Work order: The answer must consist of every line below containing "Equal".

Material supplied:
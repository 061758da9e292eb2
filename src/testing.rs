//! Test doubles shared by unit tests.

use std::collections::VecDeque;
use std::io;
use std::sync::{Arc, Mutex};
use std::time::Duration;

use async_trait::async_trait;

use crate::dispatch::{TelemetryEvent, TelemetrySink, Timer};
use crate::error::DeliveryError;

/// Sink that replays scripted results, then succeeds.
#[derive(Default)]
pub(crate) struct ScriptedSink {
    script: Mutex<VecDeque<Result<(), DeliveryError>>>,
    calls: Mutex<Vec<String>>,
    fallback: Mutex<Option<DeliveryError>>,
}

impl ScriptedSink {
    pub(crate) fn new(script: impl IntoIterator<Item = Result<(), DeliveryError>>) -> Self {
        Self {
            script: Mutex::new(script.into_iter().collect()),
            ..Self::default()
        }
    }

    /// Fails every call once the script is exhausted.
    pub(crate) fn failing(err: DeliveryError) -> Self {
        let sink = Self::default();
        *sink.fallback.lock().unwrap() = Some(err);
        sink
    }

    pub(crate) fn set_fallback(&self, err: Option<DeliveryError>) {
        *self.fallback.lock().unwrap() = err;
    }

    /// Names of every delivered-or-attempted event, in call order.
    pub(crate) fn calls(&self) -> Vec<String> {
        self.calls.lock().unwrap().clone()
    }
}

#[async_trait]
impl TelemetrySink for ScriptedSink {
    async fn deliver(&self, batch: &[TelemetryEvent]) -> Result<(), DeliveryError> {
        self.calls
            .lock()
            .unwrap()
            .extend(batch.iter().map(|e| e.name.clone()));
        if let Some(next) = self.script.lock().unwrap().pop_front() {
            return next;
        }
        match self.fallback.lock().unwrap().clone() {
            Some(err) => Err(err),
            None => Ok(()),
        }
    }

    fn name(&self) -> &str {
        "scripted"
    }
}

/// Timer that records requested delays and returns immediately.
#[derive(Default)]
pub(crate) struct RecordingTimer {
    delays: Mutex<Vec<Duration>>,
}

impl RecordingTimer {
    pub(crate) fn delays(&self) -> Vec<Duration> {
        self.delays.lock().unwrap().clone()
    }
}

#[async_trait]
impl Timer for RecordingTimer {
    async fn sleep(&self, delay: Duration) {
        self.delays.lock().unwrap().push(delay);
        tokio::task::yield_now().await;
    }
}

/// In-memory `tracing` output for asserting on log lines.
#[derive(Clone, Default)]
pub(crate) struct LogCapture {
    buf: Arc<Mutex<Vec<u8>>>,
}

impl LogCapture {
    /// Installs a plain-text fmt subscriber writing here, for the current thread.
    pub(crate) fn set_default(&self) -> tracing::subscriber::DefaultGuard {
        let writer = self.clone();
        let subscriber = tracing_subscriber::fmt()
            .with_max_level(tracing::Level::DEBUG)
            .with_ansi(false)
            .with_writer(move || writer.clone())
            .finish();
        tracing::subscriber::set_default(subscriber)
    }

    pub(crate) fn contents(&self) -> String {
        String::from_utf8_lossy(&self.buf.lock().unwrap()).into_owned()
    }
}

impl io::Write for LogCapture {
    fn write(&mut self, data: &[u8]) -> io::Result<usize> {
        self.buf.lock().unwrap().extend_from_slice(data);
        Ok(data.len())
    }

    fn flush(&mut self) -> io::Result<()> {
        Ok(())
    }
}
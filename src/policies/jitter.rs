//! # Jitter policy for retry delays.
//!
//! [`JitterPolicy`] adds randomness to backoff delays so that several
//! dispatchers recovering from the same outage do not retry in lockstep.
//!
//! - [`JitterPolicy::None`]: no randomization, predictable delays
//! - [`JitterPolicy::Additive`]: delay + random[0, max] (default for delivery)
//! - [`JitterPolicy::Full`]: random delay in [0, delay]
//! - [`JitterPolicy::Equal`]: delay/2 + random[0, delay/2]

use rand::Rng;
use std::time::Duration;

/// Policy controlling randomization of retry delays.
///
/// ## Trade-offs
/// - **None**: Predictable, but risks synchronized retry storms
/// - **Additive**: Never shortens the exponential base
/// - **Full**: Maximum spread, can retry almost immediately
/// - **Equal**: Keeps at least half of the base
#[derive(Clone, Copy, Debug, PartialEq, Eq, Default)]
pub enum JitterPolicy {
    /// No jitter: use exact backoff delay.
    ///
    /// Use for tests and single-instance deployments.
    #[default]
    None,

    /// Additive jitter: delay + random[0, max].
    Additive {
        /// Upper bound of the random addition.
        max: Duration,
    },

    /// Full jitter: random delay in [0, delay].
    Full,

    /// Equal jitter: delay/2 + random[0, delay/2].
    Equal,
}

impl JitterPolicy {
    /// Applies jitter to the given delay.
    pub fn apply(&self, delay: Duration) -> Duration {
        match self {
            JitterPolicy::None => delay,
            JitterPolicy::Additive { max } => delay.saturating_add(random_up_to(*max)),
            JitterPolicy::Full => random_up_to(delay),
            JitterPolicy::Equal => {
                let half = delay / 2;
                half + random_up_to(half)
            }
        }
    }
}

/// Uniform random duration in [0, upper], millisecond resolution.
fn random_up_to(upper: Duration) -> Duration {
    let ms = upper.as_millis().min(u128::from(u64::MAX)) as u64;
    if ms == 0 {
        return Duration::ZERO;
    }
    Duration::from_millis(rand::rng().random_range(0..=ms))
}
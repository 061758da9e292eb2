//! # Event payloads.
//!
//! A [`Payload`] always carries a free-text `source` and an optional
//! `timestamp` (assigned by the bus when absent). Everything else lives in a
//! JSON object whose required keys are dictated by the event kind's schema.
//!
//! ## Example
//! ```rust
//! use pulsebus::Payload;
//!
//! let p = Payload::new("hero")
//!     .with("ctaLabel", "Start")
//!     .with("ctaUrl", "/start");
//!
//! assert_eq!(p.source(), "hero");
//! assert!(p.contains("ctaLabel"));
//! assert_eq!(p.timestamp(), None);
//! ```

use serde::{Deserialize, Serialize};
use serde_json::{Map, Value};

/// Structured event payload.
///
/// Listeners receive it by shared reference only.
#[derive(Debug, Clone, PartialEq, Serialize, Deserialize)]
pub struct Payload {
    source: String,
    #[serde(default, skip_serializing_if = "Option::is_none")]
    timestamp: Option<u64>,
    #[serde(flatten)]
    fields: Map<String, Value>,
}

impl Payload {
    /// Creates a payload with the given source and no extra fields.
    pub fn new(source: impl Into<String>) -> Self {
        Self {
            source: source.into(),
            timestamp: None,
            fields: Map::new(),
        }
    }

    /// Attaches a field.
    #[inline]
    pub fn with(mut self, key: impl Into<String>, value: impl Into<Value>) -> Self {
        self.fields.insert(key.into(), value.into());
        self
    }

    /// Sets an explicit timestamp (ms since the Unix epoch).
    #[inline]
    pub fn with_timestamp(mut self, ms: u64) -> Self {
        self.timestamp = Some(ms);
        self
    }

    /// Origin identifier supplied by the producer.
    pub fn source(&self) -> &str {
        &self.source
    }

    /// Timestamp in ms, once assigned.
    pub fn timestamp(&self) -> Option<u64> {
        self.timestamp
    }

    /// Returns true if `key` is present (a JSON `null` counts as present).
    pub fn contains(&self, key: &str) -> bool {
        self.fields.contains_key(key)
    }

    /// Returns a field value.
    pub fn get(&self, key: &str) -> Option<&Value> {
        self.fields.get(key)
    }

    /// Extra fields, without `source` and `timestamp`.
    pub fn fields(&self) -> &Map<String, Value> {
        &self.fields
    }

    /// Flattens the payload into telemetry properties, `source` and `timestamp` included.
    pub fn to_properties(&self) -> Map<String, Value> {
        let mut props = self.fields.clone();
        props.insert("source".to_string(), Value::from(self.source.clone()));
        if let Some(ts) = self.timestamp {
            props.insert("timestamp".to_string(), Value::from(ts));
        }
        props
    }

    pub(crate) fn stamp_if_missing(&mut self, ms: impl FnOnce() -> u64) {
        if self.timestamp.is_none() {
            self.timestamp = Some(ms());
        }
    }
}
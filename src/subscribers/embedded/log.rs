//! # LogWriter: event logger
//!
//! A minimal listener that writes every event it receives to `tracing`.
//! Internal error events are logged at `warn`, everything else at `debug`.
//!
//! ## Example output (with `tracing-subscriber`'s fmt layer)
//! ```text
//! DEBUG pulsebus::log: event=cta_clicked source="hero" ts=1718000000000
//! WARN  pulsebus::log: event=internal_error source="event_bus" error="listener confetti panicked: boom"
//! ```

use async_trait::async_trait;

use crate::error::BoxError;
use crate::events::{EventKind, Payload};
use crate::subscribers::Listen;

/// Event writer listener.
#[derive(Default, Debug, Clone, Copy)]
pub struct LogWriter;

impl LogWriter {
    /// Construct a new [`LogWriter`].
    #[must_use]
    pub fn new() -> Self {
        Self
    }
}

#[async_trait]
impl<K: EventKind> Listen<K> for LogWriter {
    async fn on_event(&self, kind: K, payload: &Payload) -> Result<(), BoxError> {
        if kind.is_internal_error() {
            tracing::warn!(
                target: "pulsebus::log",
                event = kind.name(),
                source = payload.source(),
                error = payload.get("error").and_then(|v| v.as_str()).unwrap_or("unknown"),
                severity = payload.get("severity").and_then(|v| v.as_str()).unwrap_or("low"),
                "listener failure"
            );
        } else {
            tracing::debug!(
                target: "pulsebus::log",
                event = kind.name(),
                source = payload.source(),
                ts = ?payload.timestamp(),
                "event"
            );
        }
        Ok(())
    }

    fn name(&self) -> &str {
        "LogWriter"
    }
}
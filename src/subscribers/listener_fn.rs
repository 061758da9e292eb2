//! # Closure-backed listener (`ListenerFn`)
//!
//! [`ListenerFn`] wraps a closure `F: Fn(K, Payload) -> Fut`, producing a fresh
//! future per event. The payload is handed over as an owned clone so the
//! returned future can be `'static`.
//!
//! ## Example
//! ```rust
//! use pulsebus::{BoxError, ListenerFn, ListenerRef, Payload, UiEvent};
//!
//! let l: ListenerRef<UiEvent> = ListenerFn::arc("printer", |kind: UiEvent, payload: Payload| async move {
//!     let _ = (kind, payload.source().to_string());
//!     Ok::<_, BoxError>(())
//! });
//!
//! assert_eq!(l.name(), "printer");
//! ```

use std::borrow::Cow;
use std::future::Future;
use std::marker::PhantomData;
use std::sync::Arc;

use async_trait::async_trait;

use crate::error::BoxError;
use crate::events::{EventKind, Payload};
use crate::subscribers::listener::Listen;

/// Function-backed listener implementation.
pub struct ListenerFn<K, F> {
    name: Cow<'static, str>,
    f: F,
    _kind: PhantomData<fn(K)>,
}

impl<K, F> ListenerFn<K, F> {
    /// Creates a new function-backed listener.
    ///
    /// Prefer [`ListenerFn::arc`] when you immediately need a [`ListenerRef`](crate::ListenerRef).
    pub fn new(name: impl Into<Cow<'static, str>>, f: F) -> Self {
        Self {
            name: name.into(),
            f,
            _kind: PhantomData,
        }
    }

    /// Creates the listener and returns it as a shared handle.
    pub fn arc(name: impl Into<Cow<'static, str>>, f: F) -> Arc<Self> {
        Arc::new(Self::new(name, f))
    }
}

#[async_trait]
impl<K, F, Fut> Listen<K> for ListenerFn<K, F>
where
    K: EventKind,
    F: Fn(K, Payload) -> Fut + Send + Sync + 'static,
    Fut: Future<Output = Result<(), BoxError>> + Send + 'static,
{
    async fn on_event(&self, kind: K, payload: &Payload) -> Result<(), BoxError> {
        (self.f)(kind, payload.clone()).await
    }

    fn name(&self) -> &str {
        &self.name
    }
}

Written response:
//! - [`JitterPolicy::Equal`]: delay/2 + random[0, delay/2]
/// - **Equal**: Keeps at least half of the base
    /// Equal jitter: delay/2 + random[0, delay/2].
    Equal,
            JitterPolicy::Equal => {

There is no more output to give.